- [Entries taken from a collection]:
=== Section Start ===

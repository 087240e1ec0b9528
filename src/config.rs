//! Configuration file parser for `castsnap.toml`.
//!
//! The config file is optional: a missing file yields `Config::default()`.
//! Unknown keys are accepted by serde but logged as a warning, since they
//! are most likely typos.
use serde::Deserialize;
use std::path::{Path, PathBuf};
use std::time::Duration;
use thiserror::Error;

// ============================================================================
// Error Types
// ============================================================================

#[derive(Debug, Error)]
pub enum ConfigError {
    #[error("Failed to read config file: {0}")]
    Io(#[from] std::io::Error),

    #[error("Invalid TOML in config file: {0}")]
    Parse(#[from] toml::de::Error),

    #[error("Invalid JSON in sources file: {0}")]
    Json(#[from] serde_json::Error),

    /// Config or sources file exceeds maximum allowed size.
    #[error("Config file too large: {0}")]
    TooLarge(String),

    #[error("Invalid source '{key}': {reason}")]
    InvalidSource { key: String, reason: String },

    #[error("Invalid setting '{0}': {1}")]
    InvalidValue(&'static str, String),
}

// ============================================================================
// Configuration Structs
// ============================================================================

/// Build configuration.
///
/// All fields use `#[serde(default)]` so any subset of keys can be specified.
#[derive(Debug, Clone, Deserialize)]
#[serde(default)]
pub struct Config {
    /// Directory that receives raw feeds, covers and `build_info.json`.
    pub output_dir: PathBuf,

    /// Sources file (`.toml` or `.json`).
    pub sources_path: PathBuf,

    /// URL prefix the site serves `output_dir` under; used for cover paths.
    pub public_path_prefix: String,

    /// Per-request timeout for feed downloads, in seconds.
    pub fetch_timeout_secs: u64,

    /// Retries for 429/5xx/incomplete responses. 0 disables retrying.
    pub max_retries: u32,

    /// First retry delay in milliseconds; doubles on each attempt.
    pub retry_base_delay_ms: u64,

    /// Largest accepted feed body, in bytes.
    pub max_feed_bytes: usize,

    /// Simultaneous feed fetches. 0 = all sources at once.
    pub max_concurrent_fetches: usize,

    pub user_agent: String,

    /// Size of the recent-episodes window, in days.
    pub recent_window_days: u32,

    /// Widths of the resized cover variants.
    pub cover_widths: Vec<u32>,

    /// JPEG quality (1-100) for resized covers.
    pub cover_quality: u8,

    /// Pause between consecutive cover downloads, in milliseconds.
    pub cover_delay_ms: u64,

    /// Largest fraction of failed sources that still counts as a successful
    /// run. 1.0 never fails the run because of source failures.
    pub max_failure_ratio: f64,

    /// Permit feed URLs on localhost and private networks.
    pub allow_private_hosts: bool,

    /// Skip the cover download/resize phase entirely.
    pub skip_covers: bool,
}

impl Default for Config {
    fn default() -> Self {
        Self {
            output_dir: PathBuf::from("static/downloads"),
            sources_path: PathBuf::from("data/rss.json"),
            public_path_prefix: "/downloads".to_string(),
            fetch_timeout_secs: 30,
            max_retries: 3,
            retry_base_delay_ms: 1000,
            max_feed_bytes: 10 * 1024 * 1024,
            max_concurrent_fetches: 0,
            user_agent: concat!("castsnap/", env!("CARGO_PKG_VERSION")).to_string(),
            recent_window_days: 14,
            cover_widths: vec![120, 60],
            cover_quality: 100,
            cover_delay_ms: 0,
            max_failure_ratio: 1.0,
            allow_private_hosts: false,
            skip_covers: false,
        }
    }
}

impl Config {
    /// Maximum config file size (1 MB).
    pub(crate) const MAX_FILE_SIZE: u64 = 1_048_576;

    const KNOWN_KEYS: &'static [&'static str] = &[
        "output_dir",
        "sources_path",
        "public_path_prefix",
        "fetch_timeout_secs",
        "max_retries",
        "retry_base_delay_ms",
        "max_feed_bytes",
        "max_concurrent_fetches",
        "user_agent",
        "recent_window_days",
        "cover_widths",
        "cover_quality",
        "cover_delay_ms",
        "max_failure_ratio",
        "allow_private_hosts",
        "skip_covers",
    ];

    /// Load configuration from a TOML file.
    ///
    /// - Missing file → `Ok(Config::default())`
    /// - Empty file → `Ok(Config::default())`
    /// - Invalid TOML → `Err(ConfigError::Parse)` with line number info
    /// - Out-of-range values → `Err(ConfigError::InvalidValue)`
    pub fn load(path: &Path) -> Result<Self, ConfigError> {
        let Some(content) = read_bounded(path)? else {
            tracing::debug!(path = %path.display(), "No config file found, using defaults");
            return Ok(Self::default());
        };

        if content.trim().is_empty() {
            tracing::debug!(path = %path.display(), "Config file is empty, using defaults");
            return Ok(Self::default());
        }

        if let Ok(raw) = content.parse::<toml::Table>() {
            for key in raw.keys() {
                if !Self::KNOWN_KEYS.contains(&key.as_str()) {
                    tracing::warn!(key = %key, "Unknown key in config file, ignoring");
                }
            }
        }

        let config: Config = toml::from_str(&content)?;
        config.validate()?;
        tracing::info!(path = %path.display(), output = %config.output_dir.display(), "Loaded configuration");
        Ok(config)
    }

    pub fn validate(&self) -> Result<(), ConfigError> {
        if !(0.0..=1.0).contains(&self.max_failure_ratio) {
            return Err(ConfigError::InvalidValue(
                "max_failure_ratio",
                format!("{} is outside 0.0..=1.0", self.max_failure_ratio),
            ));
        }
        if !(1..=100).contains(&self.cover_quality) {
            return Err(ConfigError::InvalidValue(
                "cover_quality",
                format!("{} is outside 1..=100", self.cover_quality),
            ));
        }
        if let Some(w) = self.cover_widths.iter().find(|&&w| w == 0) {
            return Err(ConfigError::InvalidValue(
                "cover_widths",
                format!("width {w} is not allowed"),
            ));
        }
        if self.fetch_timeout_secs == 0 {
            return Err(ConfigError::InvalidValue(
                "fetch_timeout_secs",
                "must be at least 1".to_string(),
            ));
        }
        Ok(())
    }

    pub fn fetch_timeout(&self) -> Duration {
        Duration::from_secs(self.fetch_timeout_secs)
    }

    pub fn retry_base_delay(&self) -> Duration {
        Duration::from_millis(self.retry_base_delay_ms)
    }

    pub fn cover_delay(&self) -> Duration {
        Duration::from_millis(self.cover_delay_ms)
    }
}

/// Reads a whole file with the size guard applied. `Ok(None)` if it does not exist.
pub(crate) fn read_bounded(path: &Path) -> Result<Option<String>, ConfigError> {
    match std::fs::metadata(path) {
        Ok(meta) if meta.len() > Config::MAX_FILE_SIZE => {
            return Err(ConfigError::TooLarge(format!(
                "{} is {} bytes (max {} bytes)",
                path.display(),
                meta.len(),
                Config::MAX_FILE_SIZE
            )));
        }
        Err(e) if e.kind() == std::io::ErrorKind::NotFound => return Ok(None),
        Err(e) => return Err(ConfigError::Io(e)),
        Ok(_) => {}
    }

    match std::fs::read_to_string(path) {
        Ok(c) => Ok(Some(c)),
        // Race condition: file deleted between metadata and read
        Err(e) if e.kind() == std::io::ErrorKind::NotFound => Ok(None),
        Err(e) => Err(ConfigError::Io(e)),
    }
}

// ============================================================================
// Tests
// ============================================================================

#[cfg(test)]
mod tests {
    use super::*;

    fn write_config(content: &str) -> (tempfile::TempDir, PathBuf) {
        let dir = tempfile::tempdir().unwrap();
        let path = dir.path().join("castsnap.toml");
        std::fs::write(&path, content).unwrap();
        (dir, path)
    }

    #[test]
    fn test_default_config() {
        let config = Config::default();
        assert_eq!(config.output_dir, PathBuf::from("static/downloads"));
        assert_eq!(config.recent_window_days, 14);
        assert_eq!(config.cover_widths, vec![120, 60]);
        assert_eq!(config.max_concurrent_fetches, 0);
        assert_eq!(config.max_failure_ratio, 1.0);
        assert!(!config.allow_private_hosts);
        assert!(config.validate().is_ok());
    }

    #[test]
    fn test_missing_file_returns_default() {
        let dir = tempfile::tempdir().unwrap();
        let config = Config::load(&dir.path().join("absent.toml")).unwrap();
        assert_eq!(config.fetch_timeout_secs, 30);
    }

    #[test]
    fn test_whitespace_only_file_returns_default() {
        let (_dir, path) = write_config("   \n  \n  ");
        let config = Config::load(&path).unwrap();
        assert_eq!(config.max_retries, 3);
    }

    #[test]
    fn test_partial_config_uses_defaults_for_missing() {
        let (_dir, path) = write_config("output_dir = \"public/data\"\nmax_retries = 0\n");
        let config = Config::load(&path).unwrap();
        assert_eq!(config.output_dir, PathBuf::from("public/data"));
        assert_eq!(config.max_retries, 0);
        assert_eq!(config.recent_window_days, 14); // default
    }

    #[test]
    fn test_full_config() {
        let (_dir, path) = write_config(
            r#"
output_dir = "out"
sources_path = "sources.toml"
public_path_prefix = "/static"
fetch_timeout_secs = 5
max_retries = 1
retry_base_delay_ms = 10
max_feed_bytes = 1024
max_concurrent_fetches = 4
user_agent = "test-agent"
recent_window_days = 7
cover_widths = [300, 100]
cover_quality = 85
cover_delay_ms = 250
max_failure_ratio = 0.25
allow_private_hosts = true
skip_covers = true
"#,
        );
        let config = Config::load(&path).unwrap();
        assert_eq!(config.sources_path, PathBuf::from("sources.toml"));
        assert_eq!(config.fetch_timeout(), Duration::from_secs(5));
        assert_eq!(config.retry_base_delay(), Duration::from_millis(10));
        assert_eq!(config.cover_delay(), Duration::from_millis(250));
        assert_eq!(config.cover_widths, vec![300, 100]);
        assert_eq!(config.cover_quality, 85);
        assert_eq!(config.max_failure_ratio, 0.25);
        assert!(config.allow_private_hosts);
        assert!(config.skip_covers);
    }

    #[test]
    fn test_invalid_toml_returns_error() {
        let (_dir, path) = write_config("this is not [valid toml");
        let err = Config::load(&path).unwrap_err();
        assert!(matches!(err, ConfigError::Parse(_)));
        assert!(err.to_string().contains("Invalid TOML"));
    }

    #[test]
    fn test_unknown_keys_accepted() {
        let (_dir, path) = write_config("output_dir = \"out\"\ntotally_fake_key = 1\n");
        let config = Config::load(&path).unwrap();
        assert_eq!(config.output_dir, PathBuf::from("out"));
    }

    #[test]
    fn test_wrong_type_returns_error() {
        let (_dir, path) = write_config("recent_window_days = \"two weeks\"\n");
        assert!(Config::load(&path).is_err());
    }

    #[test]
    fn test_out_of_range_values_rejected() {
        let (_dir, path) = write_config("max_failure_ratio = 1.5\n");
        assert!(matches!(
            Config::load(&path),
            Err(ConfigError::InvalidValue("max_failure_ratio", _))
        ));

        let (_dir, path) = write_config("cover_quality = 0\n");
        assert!(matches!(
            Config::load(&path),
            Err(ConfigError::InvalidValue("cover_quality", _))
        ));

        let (_dir, path) = write_config("cover_widths = [120, 0]\n");
        assert!(matches!(
            Config::load(&path),
            Err(ConfigError::InvalidValue("cover_widths", _))
        ));
    }

    #[test]
    fn test_too_large_file_rejected() {
        let (_dir, path) = write_config(&"a".repeat(1_048_577));
        let err = Config::load(&path).unwrap_err();
        assert!(matches!(err, ConfigError::TooLarge(_)));
        assert!(err.to_string().contains("too large"));
    }
}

=== Section End ===

- [Exercise details]:
Transcribe exactly, and only, the lines from the opening line of the records through the line containing "warning, since they".

- [Exercise response]:
repository 087240e1ec0b9528
filename src/config.rs
//! Configuration file parser for `castsnap.toml`.
//!
//! The config file is optional: a missing file yields `Config::default()`.
//! Unknown keys are accepted by serde but logged as a warning, since they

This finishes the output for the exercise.